The alternative Nixon advocates for is a model where industry engages with customers by first understanding their mission requirements, then honestly assessing what can be delivered and at what cost — a collaborative build rather than a procurement transaction. Janes, a 128-year-old company with more than 500 analysts who physically handle military equipment worldwide, positions itself as a peer collector to the intelligence community rather than a vendor. On the question of AI, Nixon was measured: the technology is only as reliable as the data underneath it, and organizations that chase the LLM hype without interrogating their underlying data sources will be disappointed. Trusted data, he emphasized, is the foundational investment that makes everything else work.
Miller described Dataminr's approach as a deliberate departure from reliance on large foundational models, which he noted are broadly capable but not well-suited to the high-specificity demands of intelligence analysis. Instead, the company operates a constellation of 60 purpose-built smaller models, trained on over a decade of intelligence data, that cross-correlate signals before selectively incorporating foundational models where they add value. The goal is to reduce hallucination and avoid the generalization problem that makes broad LLMs unreliable for operational use. What agentic AI offers the analyst, Miller argued, is not a replacement for human judgment but a dramatically faster path to the moment where that judgment can be applied — stripping away hours of noise so the analyst can focus on mapping information to decision.
The workforce dimension of this challenge is one Helfrich returns to with urgency. Despite a decade of conversation about the cybersecurity talent shortage, the gap remains. Technology can help scale what human analysts do, but it cannot replace the need for people who understand the guardrails — who can recognize when a machine-assisted output needs to be interrogated rather than accepted. Helfrich's prescription is investment at the roots: STEM education at the K–12 level, university partnerships, and an industry commitment to building the next generation of practitioners who can work alongside AI rather than simply deferring to it.
Wall's answer is what Accrete calls a "knowledge engine" or "context engine" — a layer that sits beneath the LLM and does the foundational work of entity extraction, normalization, and relationship mapping before any language model is applied.
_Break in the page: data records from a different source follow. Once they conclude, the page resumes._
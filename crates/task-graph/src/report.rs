//! Derived views for display: adjacency matrix and analysis report.

use crate::{CriticalPath, Levels, Result, TaskGraph, TaskId, TaskTiming};
use serde::Serialize;
use std::fmt;

/// Adjacency matrix of the graph in task insertion order.
///
/// Cell `(i, j)` is set iff there is a dependency from task `i` to task `j`.
#[derive(Debug, Clone, Default, PartialEq, Eq, Serialize)]
pub struct AdjacencyMatrix {
    /// Task ids labelling rows and columns.
    pub ids: Vec<TaskId>,
    /// Task names labelling rows and columns.
    pub names: Vec<String>,
    /// Row-major cells.
    pub cells: Vec<Vec<bool>>,
}

impl AdjacencyMatrix {
    /// Number of rows (and columns).
    #[must_use]
    pub fn len(&self) -> usize {
        self.ids.len()
    }

    /// Whether the matrix has no tasks.
    #[must_use]
    pub fn is_empty(&self) -> bool {
        self.ids.is_empty()
    }

    /// Whether there is an edge from row `from` to column `to`.
    #[must_use]
    pub fn get(&self, from: usize, to: usize) -> bool {
        self.cells
            .get(from)
            .and_then(|row| row.get(to))
            .copied()
            .unwrap_or(false)
    }

    /// Render as a table of strings with a header row and header column of
    /// task names. The corner cell is empty and edges are `"1"` / `"0"`.
    #[must_use]
    pub fn rows(&self) -> Vec<Vec<String>> {
        let mut rows = Vec::with_capacity(self.len() + 1);

        let mut header = Vec::with_capacity(self.len() + 1);
        header.push(String::new());
        header.extend(self.names.iter().cloned());
        rows.push(header);

        for (name, cells) in self.names.iter().zip(&self.cells) {
            let mut row = Vec::with_capacity(self.len() + 1);
            row.push(name.clone());
            row.extend(cells.iter().map(|&cell| if cell { "1" } else { "0" }.to_string()));
            rows.push(row);
        }
        rows
    }
}

impl fmt::Display for AdjacencyMatrix {
    fn fmt(&self, f: &mut fmt::Formatter<'_>) -> fmt::Result {
        let rows = self.rows();
        let columns = rows.first().map_or(0, Vec::len);
        let widths: Vec<usize> = (0..columns)
            .map(|col| {
                rows.iter()
                    .map(|row| row[col].chars().count())
                    .max()
                    .unwrap_or(0)
            })
            .collect();

        for row in &rows {
            let line = row
                .iter()
                .zip(&widths)
                .map(|(cell, &width)| format!("{cell:<width$}"))
                .collect::<Vec<_>>()
                .join(" ");
            writeln!(f, "{}", line.trim_end())?;
        }
        Ok(())
    }
}

/// One row of the timing table in an [`AnalysisReport`].
#[derive(Debug, Clone, PartialEq, Eq, Serialize)]
pub struct TimingRow {
    /// Task id.
    pub id: TaskId,
    /// Task name.
    pub name: String,
    /// Task duration.
    pub duration: u64,
    /// Level the task was placed in.
    pub level: usize,
    /// CPM timing.
    #[serde(flatten)]
    pub timing: TaskTiming,
    /// Whether the task is critical.
    pub critical: bool,
}

/// Everything a front end needs to display a full analysis.
#[derive(Debug, Clone, PartialEq, Eq, Serialize)]
pub struct AnalysisReport {
    /// Task names grouped by level.
    pub levels: Vec<Vec<String>>,
    /// Task names in flat topological order.
    pub topological_order: Vec<String>,
    /// Names of zero-slack tasks, in task insertion order.
    pub critical_path: Vec<String>,
    /// Length of the longest chain.
    pub project_duration: u64,
    /// Largest number of tasks in a single level.
    pub max_parallelism: usize,
    /// Per-task timing, in task insertion order.
    pub timings: Vec<TimingRow>,
    /// Adjacency matrix.
    pub matrix: AdjacencyMatrix,
}

impl AnalysisReport {
    /// Topological order joined with arrows.
    #[must_use]
    pub fn topological_summary(&self) -> String {
        self.topological_order.join(" → ")
    }

    /// Critical tasks joined with arrows.
    #[must_use]
    pub fn critical_summary(&self) -> String {
        self.critical_path.join(" → ")
    }
}

impl TaskGraph {
    /// Build the adjacency matrix in task insertion order.
    #[must_use]
    pub fn adjacency_matrix(&self) -> AdjacencyMatrix {
        let n = self.task_count();
        let mut cells = vec![vec![false; n]; n];
        for dep in self.dependencies() {
            if let (Some(from), Some(to)) = (self.position(&dep.from), self.position(&dep.to)) {
                cells[from][to] = true;
            }
        }

        AdjacencyMatrix {
            ids: self.tasks().map(|task| task.id.clone()).collect(),
            names: self.tasks().map(|task| task.name.clone()).collect(),
            cells,
        }
    }

    /// Run every analysis and bundle the results by task name.
    ///
    /// # Errors
    ///
    /// Propagates errors from levelling and the critical path analysis.
    pub fn analysis_report(&self) -> Result<AnalysisReport> {
        let levels = self.compute_levels()?;
        let cpm = self.critical_path(&levels)?;
        Ok(self.build_report(&levels, &cpm))
    }

    fn build_report(&self, levels: &Levels, cpm: &CriticalPath) -> AnalysisReport {
        let name_of = |id: &TaskId| {
            self.task(id)
                .map_or_else(|| id.to_string(), |task| task.name.clone())
        };

        let timings = self
            .tasks()
            .map(|task| {
                let timing = cpm.timing(&task.id).copied().unwrap_or_default();
                TimingRow {
                    id: task.id.clone(),
                    name: task.name.clone(),
                    duration: task.duration,
                    level: levels.level_of(&task.id).unwrap_or(0),
                    timing,
                    critical: timing.is_critical(),
                }
            })
            .collect();

        AnalysisReport {
            levels: levels
                .iter()
                .map(|level| level.iter().map(name_of).collect())
                .collect(),
            topological_order: levels.flatten().into_iter().map(name_of).collect(),
            critical_path: cpm.critical_tasks().iter().map(name_of).collect(),
            project_duration: cpm.project_duration(),
            max_parallelism: levels.max_width(),
            timings,
            matrix: self.adjacency_matrix(),
        }
    }
}
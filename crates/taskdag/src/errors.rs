//! CLI error types with miette diagnostics and exit code mapping

use miette::{Diagnostic, Report};
use serde::Serialize;
use std::io::{self, Write};
use std::path::{Path, PathBuf};
use thiserror::Error;

/// Successful run
pub const EXIT_OK: i32 = 0;
/// Invalid input or rejected graph mutation exit code
pub const EXIT_CLI: i32 = 2;
/// Store I/O or unexpected error exit code
pub const EXIT_STORE: i32 = 3;

/// Errors surfaced by the `taskdag` binary, each mapped to an exit code
#[derive(Error, Debug, Diagnostic)]
pub enum CliError {
    /// Invalid input, unresolved task reference or rejected mutation (exit code 2)
    #[error("{message}")]
    #[diagnostic(code(taskdag::cli::config))]
    Config {
        /// The error message
        message: String,
        /// Optional help text
        #[help]
        help: Option<String>,
    },

    /// The store file could not be read, parsed or written (exit code 3)
    #[error("Store error for {}: {message}", .path.display())]
    #[diagnostic(
        code(taskdag::cli::store),
        help("Check file permissions, or point --store / TASKDAG_STORE at another file")
    )]
    Store {
        /// The error message
        message: String,
        /// Path of the store file
        path: PathBuf,
    },

    /// Anything else, including broken engine invariants (exit code 3)
    #[error("Unexpected error: {message}")]
    #[diagnostic(code(taskdag::cli::other))]
    Other {
        /// The error message
        message: String,
    },
}

impl CliError {
    /// Input error without help text
    #[must_use]
    pub fn config(message: impl Into<String>) -> Self {
        Self::Config {
            message: message.into(),
            help: None,
        }
    }

    /// Input error with a hint for the user
    #[must_use]
    pub fn config_with_help(message: impl Into<String>, help: impl Into<String>) -> Self {
        Self::Config {
            message: message.into(),
            help: Some(help.into()),
        }
    }

    /// Store failure for `path`
    #[must_use]
    pub fn store(path: &Path, message: impl Into<String>) -> Self {
        Self::Store {
            message: message.into(),
            path: path.to_path_buf(),
        }
    }

    /// Unexpected failure
    #[must_use]
    pub fn other(message: impl Into<String>) -> Self {
        Self::Other {
            message: message.into(),
        }
    }

    /// Short machine-readable code for JSON output
    #[must_use]
    pub const fn code(&self) -> &'static str {
        match self {
            Self::Config { .. } => "config",
            Self::Store { .. } => "store",
            Self::Other { .. } => "other",
        }
    }
}

/// Convert engine errors to CLI errors.
///
/// Rejected mutations are user input problems (exit code 2); a broken
/// invariant is unexpected (exit code 3).
impl From<taskdag_graph::Error> for CliError {
    fn from(err: taskdag_graph::Error) -> Self {
        use taskdag_graph::Error;

        match err {
            Error::InvalidInput { .. } => Self::config(err.to_string()),
            Error::DuplicateEdge { .. } => Self::config_with_help(
                err.to_string(),
                "Run 'taskdag dep list' to see existing dependencies",
            ),
            Error::CycleDetected { .. } => Self::config_with_help(
                err.to_string(),
                "The target task already depends on the source, directly or transitively",
            ),
            Error::NotFound { .. } => {
                Self::config_with_help(err.to_string(), "Run 'taskdag task list' to see task ids")
            }
            Error::InternalConsistency { .. } => Self::other(err.to_string()),
        }
    }
}

/// Process exit code for an error
#[must_use]
pub const fn exit_code_for(err: &CliError) -> i32 {
    match err {
        CliError::Config { .. } => EXIT_CLI,
        CliError::Store { .. } | CliError::Other { .. } => EXIT_STORE,
    }
}

/// `{"status": "ok", "data": ...}` wrapper for `--json` output
#[derive(Debug, Clone, Serialize)]
pub struct OkEnvelope<T> {
    /// Always `"ok"`
    pub status: &'static str,
    /// Command result
    pub data: T,
}

impl<T> OkEnvelope<T> {
    /// Wrap a command result
    #[must_use]
    pub const fn new(data: T) -> Self {
        Self { status: "ok", data }
    }
}

/// `{"status": "error", "error": ...}` wrapper for `--json` output
#[derive(Debug, Clone, Serialize)]
pub struct ErrorEnvelope<E> {
    /// Always `"error"`
    pub status: &'static str,
    /// The error details
    pub error: E,
}

impl<E> ErrorEnvelope<E> {
    /// Wrap error details
    #[must_use]
    pub const fn new(error: E) -> Self {
        Self {
            status: "error",
            error,
        }
    }
}

/// Print an error: a JSON envelope on stdout with `--json`, otherwise a
/// miette report on stderr
#[allow(clippy::print_stdout, clippy::print_stderr)]
pub fn render_error(err: CliError, json_mode: bool) {
    if json_mode {
        let envelope = ErrorEnvelope::new(serde_json::json!({
            "code": err.code(),
            "message": err.to_string(),
        }));
        match serde_json::to_string(&envelope) {
            Ok(json) => println!("{json}"),
            Err(e) => eprintln!("Failed to serialize error: {e}"),
        }
    } else {
        let report = Report::new(err);
        eprintln!("{report:?}");
        let _ = io::stderr().flush();
    }
}

#[cfg(test)]
mod tests {
    use super::*;
    use taskdag_graph::TaskId;

    #[test]
    fn test_engine_errors_map_to_exit_codes() {
        let cycle: CliError = taskdag_graph::Error::CycleDetected {
            from: TaskId::from("a"),
            to: TaskId::from("b"),
        }
        .into();
        assert_eq!(exit_code_for(&cycle), EXIT_CLI);
        assert!(cycle.to_string().contains("would create a cycle"));

        let internal: CliError = taskdag_graph::Error::internal("broken").into();
        assert_eq!(exit_code_for(&internal), EXIT_STORE);
    }

    #[test]
    fn test_store_error_mentions_path() {
        let err = CliError::store(Path::new("/tmp/graph.json"), "expected value");
        assert_eq!(err.code(), "store");
        assert!(err.to_string().contains("/tmp/graph.json"));
        assert_eq!(exit_code_for(&err), EXIT_STORE);
    }

    #[test]
    fn test_config_help() {
        let err = CliError::config_with_help("bad", "try again");
        match err {
            CliError::Config { help, .. } => assert_eq!(help.as_deref(), Some("try again")),
            other => panic!("expected config error, got {other:?}"),
        }
    }
}
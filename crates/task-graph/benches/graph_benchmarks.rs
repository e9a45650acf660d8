//! Benchmarks for task graph operations
//!
//! Run with: cargo bench -p taskdag-graph

#![allow(clippy::unwrap_used)]

use criterion::{BenchmarkId, Criterion, criterion_group, criterion_main};
use std::hint::black_box;
use taskdag_graph::{TaskGraph, TaskId};

/// Generate a wide graph with many tasks depending on a single root
fn generate_wide_graph(task_count: usize) -> TaskGraph {
    let mut graph = TaskGraph::new();
    let root = graph.add_task("root", 1).unwrap();

    for i in 0..task_count {
        let task = graph.add_task(&format!("task_{i}"), 1 + (i as u64 % 7)).unwrap();
        graph.add_dependency(&root, &task).unwrap();
    }

    graph
}

/// Generate a deep graph with linear dependency chain
fn generate_deep_graph(depth: usize) -> (TaskGraph, TaskId, TaskId) {
    let mut graph = TaskGraph::new();
    let first = graph.add_task("task_0", 1).unwrap();
    let mut prev = first.clone();

    for i in 1..depth {
        let task = graph.add_task(&format!("task_{i}"), 2).unwrap();
        graph.add_dependency(&prev, &task).unwrap();
        prev = task;
    }

    (graph, first, prev)
}

/// Generate a diamond graph (fan-out then fan-in)
fn generate_diamond_graph(width: usize, depth: usize) -> TaskGraph {
    let mut graph = TaskGraph::new();
    let root = graph.add_task("root", 1).unwrap();
    let mut prev_level = vec![root];

    for level in 0..depth {
        let mut current_level = Vec::new();
        for w in 0..width {
            let duration = 1 + ((level * width + w) as u64 % 5);
            let task = graph
                .add_task(&format!("level_{level}_task_{w}"), duration)
                .unwrap();
            for prev in &prev_level {
                graph.add_dependency(prev, &task).unwrap();
            }
            current_level.push(task);
        }
        prev_level = current_level;
    }

    // Final task depends on all leaf tasks
    let last = graph.add_task("final", 1).unwrap();
    for prev in &prev_level {
        graph.add_dependency(prev, &last).unwrap();
    }

    graph
}

fn benchmark_compute_levels(c: &mut Criterion) {
    let mut group = c.benchmark_group("compute_levels");

    for count in [50, 100, 200, 500] {
        group.bench_with_input(BenchmarkId::from_parameter(count), &count, |b, &count| {
            let graph = generate_wide_graph(count);
            b.iter(|| black_box(graph.compute_levels().unwrap()));
        });
    }

    group.finish();
}

fn benchmark_deep_chain(c: &mut Criterion) {
    let mut group = c.benchmark_group("deep_chain_critical_path");

    for depth in [10, 20, 50, 100] {
        group.bench_with_input(BenchmarkId::from_parameter(depth), &depth, |b, &depth| {
            let (graph, _, _) = generate_deep_graph(depth);
            b.iter(|| black_box(graph.analyze_critical_path().unwrap()));
        });
    }

    group.finish();
}

fn benchmark_diamond_graph(c: &mut Criterion) {
    let mut group = c.benchmark_group("diamond_graph_report");

    for (width, depth) in [(5, 5), (10, 5), (5, 10), (10, 10)] {
        let label = format!("w{width}_d{depth}");
        group.bench_with_input(
            BenchmarkId::from_parameter(&label),
            &(width, depth),
            |b, &(width, depth)| {
                let graph = generate_diamond_graph(width, depth);
                b.iter(|| black_box(graph.analysis_report().unwrap()));
            },
        );
    }

    group.finish();
}

fn benchmark_cycle_check(c: &mut Criterion) {
    let mut group = c.benchmark_group("would_create_cycle");

    for depth in [100, 500, 1000] {
        group.bench_with_input(BenchmarkId::from_parameter(depth), &depth, |b, &depth| {
            // Closing the chain forces a full walk from the head to the tail
            let (graph, first, last) = generate_deep_graph(depth);
            b.iter(|| black_box(graph.would_create_cycle(&last, &first)));
        });
    }

    group.finish();
}

fn benchmark_graph_construction(c: &mut Criterion) {
    let mut group = c.benchmark_group("graph_construction");

    for count in [100, 500, 1000] {
        group.bench_with_input(BenchmarkId::from_parameter(count), &count, |b, &count| {
            b.iter(|| {
                let graph = generate_wide_graph(count);
                black_box(graph)
            });
        });
    }

    group.finish();
}

criterion_group!(
    benches,
    benchmark_compute_levels,
    benchmark_deep_chain,
    benchmark_diamond_graph,
    benchmark_cycle_check,
    benchmark_graph_construction,
);

criterion_main!(benches);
The practical implication is significant: knowing that two references across different datasets refer to the same individual, and understanding the nature of their relationship to other entities, is what separates data from intelligence. Only once that groundwork is complete does the LLM become a genuinely useful tool for rapid summarization and synthesis. The goal, Wall was clear, is not to replace analysts but to radically expand what they can accomplish — because in the current environment, analysts aren't underperforming, they're simply overwhelmed by a volume of information that no human workforce could process unaided.